Ross S. Williamson, Ph.D - US grants

? DESCRIPTION (provided by applicant): Understanding how neural circuits process sensory information in order to drive behavior is a fundamental question in modern neuroscience. At early stages of the auditory pathway, function can often be inferred from patterns of connectivity and intrinsic electrical properties. This problem becomes far more difficult at higher levels, largely because neural responses no longer faithfully represent the features of the incoming sensory stimuli. Instead, responses can be readily modified by a host of non-sensory factors including attention, learning, and arousal. Thus, in order to understand the function of such circuits, it becomes crucial not only to isolate the functional identity of the cell types recorded from, but also to characterize how they contribute to acoustic signal processing while animals are engaged in purposeful behaviors. Recently, two cortical projection systems have been implicated as playing distinct roles in active listening behaviors. It has been suggested that subcortical feedback from auditory cortex to the inferior colliculus is critical in updating behaviorally relevant sensory representations in the midbrain. In contrast, the projection from auditory cortex to the striatum has been shown to encode the transformation between stimulus and action. However, in order to address the question of precisely how these projections are able to drive behavior, it is necessary to characterize their sensory tuning properties to understand exactly what information they are capable of carrying. Recent technical developments now make it possible to isolate specific neuron classes in vivo and document their specific contributions to auditory processing and sound-guided behavior. To this end, we will leverage these new techniques to identify and characterize the response properties of cortico-collicular and cortico-striatal neurons. We will then record from these neurons during task-engagement and employ optogenetic strategies to probe the role that these projections play in guiding auditory behaviors. Findings from the proposed studies will elucidate cortical contributions to behavior and will lay the foundation for a better understanding of the causes of neurological and behavioral disorders.

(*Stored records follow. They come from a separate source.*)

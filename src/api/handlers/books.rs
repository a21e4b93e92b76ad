use crate::api::models::{BookPayload, BookResponse};
use crate::core::error::{Result, ServiceError};
use crate::db::repository::BookStore;
use axum::{
    extract::{rejection::JsonRejection, Path, State},
    http::StatusCode,
    response::IntoResponse,
    Json,
};

use super::AppState;

/// Handler for GET /books - List all books
pub async fn list_books(State(state): State<AppState>) -> Result<impl IntoResponse> {
    let books = state.book_repo.find_all().await?;

    let responses: Vec<BookResponse> = books.into_iter().map(BookResponse::from).collect();

    Ok(Json(responses))
}

/// Handler for GET /books/:id - Get book by id
pub async fn get_book(
    State(state): State<AppState>,
    Path(id): Path<String>,
) -> Result<impl IntoResponse> {
    let id = parse_book_id(&id)?;

    let book = state
        .book_repo
        .find_by_id(id)
        .await?
        .ok_or_else(|| ServiceError::NotFound(format!("Book with id {} not found", id)))?;

    Ok((StatusCode::OK, Json(BookResponse::from(book))))
}

/// Handler for POST /books - Create a new book
pub async fn create_book(
    State(state): State<AppState>,
    payload: std::result::Result<Json<BookPayload>, JsonRejection>,
) -> Result<impl IntoResponse> {
    let Json(payload) = payload.map_err(reject_body)?;

    let book = state.book_repo.insert(&payload.into()).await?;

    Ok((StatusCode::OK, Json(BookResponse::from(book))))
}

/// Handler for PUT /books/:id - Replace a book
///
/// The id always comes from the path, never from the body. Replacing an id
/// with no matching row is accepted and answered with the attempted payload.
pub async fn update_book(
    State(state): State<AppState>,
    Path(id): Path<String>,
    payload: std::result::Result<Json<BookPayload>, JsonRejection>,
) -> Result<impl IntoResponse> {
    let id = parse_book_id(&id)?;
    let Json(payload) = payload.map_err(reject_body)?;

    let book = state.book_repo.update(id, &payload.into()).await?;

    Ok((StatusCode::OK, Json(BookResponse::from(book))))
}

/// Handler for DELETE /books/:id - Delete a book
pub async fn delete_book(
    State(state): State<AppState>,
    Path(id): Path<String>,
) -> Result<impl IntoResponse> {
    let id = parse_book_id(&id)?;

    state.book_repo.delete(id).await?;

    Ok(StatusCode::NO_CONTENT)
}

/// Parse the `{id}` path segment as an integer primary key
fn parse_book_id(raw: &str) -> Result<i64> {
    raw.parse::<i64>()
        .map_err(|e| ServiceError::Validation(format!("Invalid book id '{}': {}", raw, e)))
}

/// Map a body-decode rejection to a 400 (axum's default would be 422)
fn reject_body(rejection: JsonRejection) -> ServiceError {
    ServiceError::Validation(format!("Failed to decode request body: {}", rejection))
}

#[cfg(test)]
mod tests {
    use super::*;
    use crate::api::routes::build_api_routes;
    use crate::db::manager::DatabaseManager;
    use crate::db::repository::BookRepository;
    use axum::{
        body::Body,
        http::{header, Method, Request, StatusCode},
        Router,
    };
    use serde_json::{json, Value};
    use std::sync::Arc;
    use tower::util::ServiceExt; // For oneshot method

    fn test_app() -> Router {
        let db = Arc::new(DatabaseManager::new_in_memory().unwrap());
        let state = AppState {
            book_repo: Arc::new(BookRepository::new(db)),
        };
        build_api_routes(state)
    }

    fn json_request(method: Method, uri: &str, body: &Value) -> Request<Body> {
        Request::builder()
            .method(method)
            .uri(uri)
            .header(header::CONTENT_TYPE, "application/json")
            .body(Body::from(body.to_string()))
            .unwrap()
    }

    fn empty_request(method: Method, uri: &str) -> Request<Body> {
        Request::builder()
            .method(method)
            .uri(uri)
            .body(Body::empty())
            .unwrap()
    }

    async fn response_json(response: axum::response::Response) -> Value {
        let bytes = axum::body::to_bytes(response.into_body(), usize::MAX)
            .await
            .unwrap();
        serde_json::from_slice(&bytes).unwrap()
    }

    fn dune() -> Value {
        json!({
            "title": "Dune",
            "author": "Frank Herbert",
            "published_date": "1965-08-01",
            "isbn": "9780441013593",
        })
    }

    #[tokio::test]
    async fn test_list_books_empty() {
        let app = test_app();

        let response = app.oneshot(empty_request(Method::GET, "/books")).await.unwrap();
        assert_eq!(response.status(), StatusCode::OK);

        let body = response_json(response).await;
        assert_eq!(body, json!([]));
    }

    #[tokio::test]
    async fn test_create_and_fetch_book() {
        let app = test_app();

        let response = app
            .clone()
            .oneshot(json_request(Method::POST, "/books", &dune()))
            .await
            .unwrap();
        assert_eq!(response.status(), StatusCode::OK);

        let created = response_json(response).await;
        let id = created["id"].as_i64().unwrap();
        assert!(id > 0);
        assert_eq!(created["title"], "Dune");
        assert_eq!(created["author"], "Frank Herbert");
        assert_eq!(created["published_date"], "1965-08-01");
        assert_eq!(created["isbn"], "9780441013593");

        let response = app
            .oneshot(empty_request(Method::GET, &format!("/books/{}", id)))
            .await
            .unwrap();
        assert_eq!(response.status(), StatusCode::OK);
        assert_eq!(response_json(response).await, created);
    }

    #[tokio::test]
    async fn test_create_ignores_client_supplied_id() {
        let app = test_app();

        let mut payload = dune();
        payload["id"] = json!(999);

        let response = app
            .oneshot(json_request(Method::POST, "/books", &payload))
            .await
            .unwrap();
        assert_eq!(response.status(), StatusCode::OK);

        let created = response_json(response).await;
        assert_eq!(created["id"], 1);
    }

    #[tokio::test]
    async fn test_create_with_malformed_body_returns_400() {
        let app = test_app();

        let request = Request::builder()
            .method(Method::POST)
            .uri("/books")
            .header(header::CONTENT_TYPE, "application/json")
            .body(Body::from("{not json"))
            .unwrap();

        let response = app.oneshot(request).await.unwrap();
        assert_eq!(response.status(), StatusCode::BAD_REQUEST);

        let body = response_json(response).await;
        assert_eq!(body["error"], "ValidationError");
    }

    #[tokio::test]
    async fn test_get_with_non_numeric_id_returns_400() {
        let app = test_app();

        let response = app
            .oneshot(empty_request(Method::GET, "/books/abc"))
            .await
            .unwrap();
        assert_eq!(response.status(), StatusCode::BAD_REQUEST);

        let body = response_json(response).await;
        assert_eq!(body["error"], "ValidationError");
    }

    #[tokio::test]
    async fn test_get_missing_book_returns_404() {
        let app = test_app();

        let response = app
            .oneshot(empty_request(Method::GET, "/books/42"))
            .await
            .unwrap();
        assert_eq!(response.status(), StatusCode::NOT_FOUND);

        let body = response_json(response).await;
        assert_eq!(body["error"], "NotFoundError");
    }

    #[tokio::test]
    async fn test_list_reflects_insert_and_delete() {
        let app = test_app();

        let response = app
            .clone()
            .oneshot(json_request(Method::POST, "/books", &dune()))
            .await
            .unwrap();
        let id = response_json(response).await["id"].as_i64().unwrap();

        let response = app
            .clone()
            .oneshot(empty_request(Method::GET, "/books"))
            .await
            .unwrap();
        let books = response_json(response).await;
        assert_eq!(books.as_array().unwrap().len(), 1);
        assert_eq!(books[0]["isbn"], "9780441013593");

        let response = app
            .clone()
            .oneshot(empty_request(Method::DELETE, &format!("/books/{}", id)))
            .await
            .unwrap();
        assert_eq!(response.status(), StatusCode::NO_CONTENT);

        let response = app
            .oneshot(empty_request(Method::GET, "/books"))
            .await
            .unwrap();
        assert_eq!(response_json(response).await, json!([]));
    }

    #[tokio::test]
    async fn test_delete_is_idempotent() {
        let app = test_app();

        let response = app
            .clone()
            .oneshot(json_request(Method::POST, "/books", &dune()))
            .await
            .unwrap();
        let id = response_json(response).await["id"].as_i64().unwrap();

        for _ in 0..2 {
            let response = app
                .clone()
                .oneshot(empty_request(Method::DELETE, &format!("/books/{}", id)))
                .await
                .unwrap();
            assert_eq!(response.status(), StatusCode::NO_CONTENT);
        }
    }

    #[tokio::test]
    async fn test_delete_with_non_numeric_id_returns_400() {
        let app = test_app();

        let response = app
            .oneshot(empty_request(Method::DELETE, "/books/abc"))
            .await
            .unwrap();
        assert_eq!(response.status(), StatusCode::BAD_REQUEST);
    }

    // Pins the accepted behavior for PUT on an id with no matching row:
    // 200 with the attempted payload, not 404.
    #[tokio::test]
    async fn test_put_unknown_id_returns_payload() {
        let app = test_app();

        let response = app
            .clone()
            .oneshot(json_request(Method::PUT, "/books/42", &dune()))
            .await
            .unwrap();
        assert_eq!(response.status(), StatusCode::OK);

        let body = response_json(response).await;
        assert_eq!(body["id"], 42);
        assert_eq!(body["title"], "Dune");

        // The store remains untouched
        let response = app
            .oneshot(empty_request(Method::GET, "/books/42"))
            .await
            .unwrap();
        assert_eq!(response.status(), StatusCode::NOT_FOUND);
    }

    // The concrete scenario from the service contract, end to end.
    #[tokio::test]
    async fn test_full_crud_scenario() {
        let app = test_app();

        // Create
        let response = app
            .clone()
            .oneshot(json_request(Method::POST, "/books", &dune()))
            .await
            .unwrap();
        assert_eq!(response.status(), StatusCode::OK);
        let created = response_json(response).await;
        let id = created["id"].as_i64().unwrap();
        assert!(id > 0);

        // Read back the identical object
        let response = app
            .clone()
            .oneshot(empty_request(Method::GET, &format!("/books/{}", id)))
            .await
            .unwrap();
        assert_eq!(response_json(response).await, created);

        // Update the title
        let mut second_edition = dune();
        second_edition["title"] = json!("Dune (2nd ed)");
        let response = app
            .clone()
            .oneshot(json_request(Method::PUT, &format!("/books/{}", id), &second_edition))
            .await
            .unwrap();
        assert_eq!(response.status(), StatusCode::OK);
        let updated = response_json(response).await;
        assert_eq!(updated["id"], id);
        assert_eq!(updated["title"], "Dune (2nd ed)");

        // Delete
        let response = app
            .clone()
            .oneshot(empty_request(Method::DELETE, &format!("/books/{}", id)))
            .await
            .unwrap();
        assert_eq!(response.status(), StatusCode::NO_CONTENT);

        // Gone
        let response = app
            .oneshot(empty_request(Method::GET, &format!("/books/{}", id)))
            .await
            .unwrap();
        assert_eq!(response.status(), StatusCode::NOT_FOUND);
    }

    #[tokio::test]
    async fn test_unmatched_route_falls_through_to_404() {
        let app = test_app();

        let response = app
            .oneshot(empty_request(Method::GET, "/shelves"))
            .await
            .unwrap();
        assert_eq!(response.status(), StatusCode::NOT_FOUND);
    }
}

Project Summary The ability to both route and coordinate the propagation of sensory information to downstream areas is a critical feature of cognitive function. The deep layers of the auditory cortex (ACtx) give rise to a massive projection system that exerts influence over multiple downstream brain areas. Sub-cerebral projection neurons (SPNs) within layer 5b, with their elaborate dendritic processes and far-ranging axons, have long been regarded as canonical ?broadcast? neurons, pooling inputs from the upper cortical layers and transmitting signals to widespread downstream targets. Our recent work has shown that at least some SPNs that project to the midbrain also collateralize in the thalamus, striatum, and amygdala. Nevertheless, existing anatomical descriptions of this projection system are lacking, and the extent to which SPN populations broadcast information to several downstream targets simultaneously, as opposed to transmitting auditory signals to a single discrete region is not known. Despite their widespread influence, the neurons contributing to this corticofugal projection system have largely defied in vivo physiological characterization. Thus, the kind of sensory information that is routed to downstream targets remains to be established. Given that some SPN target regions reside within the limbic and reward systems of the brain, it is also important to assess how non- sensory factors related to internal state (such as arousal and locomotion) affect sensory processing in SPN populations that route information to distinct targets. Recent technical developments now make it possible to anatomically characterize the input/output circuitry of specific neuron classes in addition to being able to isolate these neurons in vivo to document their specific contributions to auditory processing. Here, we propose to use a battery of anatomical, optical, and viral approaches to elucidate the anatomical connectivity of SPN populations in mouse ACtx, to understand what information these SPN populations convey to downstream areas, and to describe how this information can be modulated by internal state. These data will provide a foundation for a subsequent R01 that will determine how different ACtx projections can influence perception and mediate behavior.